For sponsors outsourcing their trials, arranging for Clinical Research Associates (CRAs) to be on location for first-patient enrollment provides additional support and reassurance while building staff awareness and enthusiasm for the trial. As the trial unfolds, CRAs routinely communicate and visit with site staff, help manage screening and enrollment logs, check patients’ case reports, note the patients’ calendars of events, facilitate enrollment and identify potential competing studies or responsibilities at the site. Trial managers can track site-specific patient flow and accrual, identify changes or trends and adjust the enrollment plans or accrual methods, either at individual sites or trial-wide through good trial management and a robust clinical trial management system.

Some organizations are implementing new technologies such as document exchange portals to support PIs and staff managing multi-site trials. Ideally, a CRA acts as an extension of the site staff team – someone with whom they can freely discuss any barriers to enrollment so together they can develop solutions.

 

 

Talking with patients

Physicians who “open the gate” to trials for patients need to do more than talk at a patient, they need to have a two-way conversation to achieve enrollment. Patients and their caregivers have many questions about research in general and the trial in particular and their first and most trusted source is their physician. Since many patients will not easily understand medical jargon, providing patient materials in lay terms fosters good communication and enrollment. Patient-focused trial materials may include posters, fact sheets and brochures.

Many oncology trials will require the accrual of women, underserved and minority populations and geriatric patients. For these groups, sponsors must recognize hurdles to trial enrollment, which include language, ethnic perceptions of illness and healing or cultural barriers of age or race. Notably, language and literacy are significant issues not just in initial physician-led conversations but also when acquiring patients’ informed consent – extensive legal language in consent forms is known to decrease the desire to enroll.

 

Retaining enrolled patients

A variety of reasons exist to explain why patients stay for the duration of a clinical trial. Motivation can be a big factor for patients and site staff alike. When site staff use a variety of tactics to encourage patients, they have better results. The connections afforded by the Internet and social media appear to be ready made to help with trial communications; both to staff and to patients, yet many sponsors are still working on the most effective means to apply these tools beyond the use of trial registries.

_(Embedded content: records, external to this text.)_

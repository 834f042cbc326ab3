use axum::{
    extract::{ws::WebSocketUpgrade, Path, Query, State},
    http::StatusCode,
    response::{IntoResponse, Response},
    routing::{get, post},
    Json, Router,
};

use std::sync::Arc;

use serde::{Deserialize, Serialize};
use tracing::{debug, error, info};
use uuid::Uuid;

use brk_reader::{
    EventSource, LiveEventsProvider, LiveTracesProvider, NevEventsProvider, NsxTracesProvider,
    TraceSource,
};

use crate::routes::ws_handler::handle_ws_stream;
use crate::state::app_state::{AppState, ReaderEntry, ReaderInfo};

#[derive(Deserialize, Debug)]
pub struct OpenRequest {
    /// "traces" | "events" | "live-traces" | "live-events"
    pub kind: String,
    /// File path for the file-backed kinds.
    pub path: Option<String>,
}

#[derive(Serialize, Debug)]
pub struct OpenResponse {
    pub id: String,
    pub kind: String,
    pub source: String,
    pub channels: Option<Vec<String>>,
    pub sampling_rate: Option<f64>,
    pub recording_length_ms: Option<i64>,
    pub event_count: Option<usize>,
}

#[derive(Serialize)]
pub struct ReaderSummary {
    pub id: String,
    pub kind: String,
    pub source: String,
}

#[derive(Deserialize)]
pub struct WindowQuery {
    pub start: i64,
    pub end: i64,
    #[serde(default)]
    pub hint: i64,
}

#[derive(Serialize)]
pub struct EventPayload {
    pub timestamp: u32,
    pub label: String,
}

/// =======================
/// ROUTER
/// =======================

pub fn data_routes(state: AppState) -> Router {
    Router::new()
        .route("/open", post(open_reader))
        .route("/readers", get(list_readers))
        .route("/traces/{id}/window", get(trace_window))
        .route("/events/{id}/range", get(event_range))
        .route("/stream/{id}", get(ws_stream))
        .route("/live/{id}/paging/{action}", post(set_paging))
        .with_state(state)
}

/// =======================
/// HANDLERS
/// =======================

async fn open_reader(
    State(state): State<AppState>,
    Json(request): Json<OpenRequest>,
) -> Response {
    debug!("Opening reader: kind={}, path={:?}", request.kind, request.path);
    let config = crate::utils::conf_helper::get_cached_config();

    let (entry, source) = match request.kind.as_str() {
        "traces" => {
            let Some(path) = request.path else {
                return StatusCode::BAD_REQUEST.into_response();
            };
            match NsxTracesProvider::open(&path) {
                Ok(p) => (ReaderEntry::Traces(Arc::new(p)), path),
                Err(e) => {
                    error!("Failed to open NSx file {}: {}", path, e);
                    return StatusCode::UNPROCESSABLE_ENTITY.into_response();
                }
            }
        }
        "events" => {
            let Some(path) = request.path else {
                return StatusCode::BAD_REQUEST.into_response();
            };
            match NevEventsProvider::load(&path) {
                Ok(p) => (ReaderEntry::Events(Arc::new(p)), path),
                Err(e) => {
                    error!("Failed to load NEV file {}: {}", path, e);
                    return StatusCode::UNPROCESSABLE_ENTITY.into_response();
                }
            }
        }
        "live-traces" => {
            // Channel set arrives later through the hardware link.
            let provider = LiveTracesProvider::new(
                config.live_sampling_rate,
                config.live_tick_resolution,
                config.live_buffer_secs,
                Vec::new(),
            );
            (
                ReaderEntry::LiveTraces(Arc::new(provider)),
                "live".to_string(),
            )
        }
        "live-events" => {
            let provider =
                LiveEventsProvider::new(config.live_tick_resolution, config.live_buffer_secs);
            (
                ReaderEntry::LiveEvents(Arc::new(provider)),
                "live".to_string(),
            )
        }
        other => {
            error!("Unknown reader kind: {}", other);
            return StatusCode::BAD_REQUEST.into_response();
        }
    };

    let id = Uuid::new_v4().to_string();
    info!("Register reader {} ({}) for {}", id, entry.kind_name(), source);

    let response = OpenResponse {
        id: id.clone(),
        kind: entry.kind_name().to_string(),
        source: source.clone(),
        channels: entry.trace_source().map(|t| t.labels()),
        sampling_rate: entry.trace_source().map(|t| t.sampling_rate()),
        recording_length_ms: entry.trace_source().map(|t| t.recording_length_ms()),
        event_count: entry
            .event_source()
            .map(|e| e.kind_counts().iter().sum::<u64>() as usize),
    };

    state
        .readers
        .write()
        .await
        .insert(id, ReaderInfo { entry, source });

    Json(response).into_response()
}

async fn list_readers(State(state): State<AppState>) -> impl IntoResponse {
    let readers = state.readers.read().await;

    let mut out: Vec<ReaderSummary> = readers
        .iter()
        .map(|(id, info)| ReaderSummary {
            id: id.clone(),
            kind: info.entry.kind_name().to_string(),
            source: info.source.clone(),
        })
        .collect();
    out.sort_by(|a, b| a.id.cmp(&b.id));

    Json(out)
}

async fn trace_window(
    State(state): State<AppState>,
    Path(id): Path<String>,
    Query(query): Query<WindowQuery>,
) -> Response {
    let entry = {
        let readers = state.readers.read().await;
        readers.get(&id).map(|info| info.entry.clone())
    };

    let Some(entry) = entry else {
        error!("Reader not found: {}", id);
        return StatusCode::NOT_FOUND.into_response();
    };
    let Some(traces) = entry.trace_source() else {
        return StatusCode::BAD_REQUEST.into_response();
    };

    match traces.fetch(query.start, query.end, query.hint) {
        Ok(window) => Json(window).into_response(),
        Err(e) => {
            // The provider stays usable; the caller may retry.
            error!("Window fetch [{}, {}) failed: {}", query.start, query.end, e);
            StatusCode::INTERNAL_SERVER_ERROR.into_response()
        }
    }
}

async fn event_range(
    State(state): State<AppState>,
    Path(id): Path<String>,
    Query(query): Query<WindowQuery>,
) -> Response {
    let entry = {
        let readers = state.readers.read().await;
        readers.get(&id).map(|info| info.entry.clone())
    };

    let Some(entry) = entry else {
        error!("Reader not found: {}", id);
        return StatusCode::NOT_FOUND.into_response();
    };
    let Some(events) = entry.event_source() else {
        return StatusCode::BAD_REQUEST.into_response();
    };

    let payload: Vec<EventPayload> = events
        .events_in_range(query.start, query.end)
        .into_iter()
        .map(|(timestamp, kind)| EventPayload {
            timestamp,
            label: kind.to_string(),
        })
        .collect();

    Json(payload).into_response()
}

async fn ws_stream(
    State(state): State<AppState>,
    Path(id): Path<String>,
    Query(query): Query<WindowQuery>,
    ws: WebSocketUpgrade,
) -> impl IntoResponse {
    let entry = {
        let readers = state.readers.read().await;
        readers.get(&id).map(|info| info.entry.clone())
    };

    let Some(entry) = entry else {
        error!("Reader not found: {}", id);
        return StatusCode::NOT_FOUND.into_response();
    };

    ws.on_upgrade(move |socket| handle_ws_stream(socket, entry, query.start, query.end))
}

async fn set_paging(
    State(state): State<AppState>,
    Path((id, action)): Path<(String, String)>,
) -> Response {
    let entry = {
        let readers = state.readers.read().await;
        readers.get(&id).map(|info| info.entry.clone())
    };

    let Some(entry) = entry else {
        error!("Reader not found: {}", id);
        return StatusCode::NOT_FOUND.into_response();
    };

    match action.as_str() {
        "started" => entry.set_paging(true),
        "stopped" => entry.set_paging(false),
        other => {
            error!("Unknown paging action: {}", other);
            return StatusCode::BAD_REQUEST.into_response();
        }
    }

    info!("Paging {} for reader {}", action, id);
    StatusCode::OK.into_response()
}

Sending text messages to remind patients to take medications, make diary entries or get ready for a visit are other great ways to make patients feel more involved. For “science fan” patients, research updates have great appeal. Altruistic patients may appreciate recognition of their contributions to creating future treatments and standards of care. In more advanced trials where a new treatment may lead to significant delays in disease progression or regression, personal health updates take on even more significance to encourage patients.

To aid in peer-to-peer trial communications, password-protected web portals, separate from the formal trial operational and data management infrastructure could create seamless virtual peer communities where staff informally share recruitment tips, case studies, updates and experiences.

In addition to peer-to-peer staff communications, regular CRA communications build encouraging relationships with staff and help convey the importance of follow-up with patients before dropouts happen. CRAs can convey the encouragement and critical updates needed to keep a sponsor’s trial top-of-mind, as competing trials and routine patient care also demand site staff attention. Regular onsite meetings permit a CRA to give site staff the trial progress as a big picture as well as site-specific activity. These connections also allow the CRA to acknowledge the staff’s hard work and continue to foster positive relationships.

Conclusion

Regardless of the tactic, engaging sites, physicians, staff and patients in the clinical trial process are essential in moving forward with new and effective oncology therapies.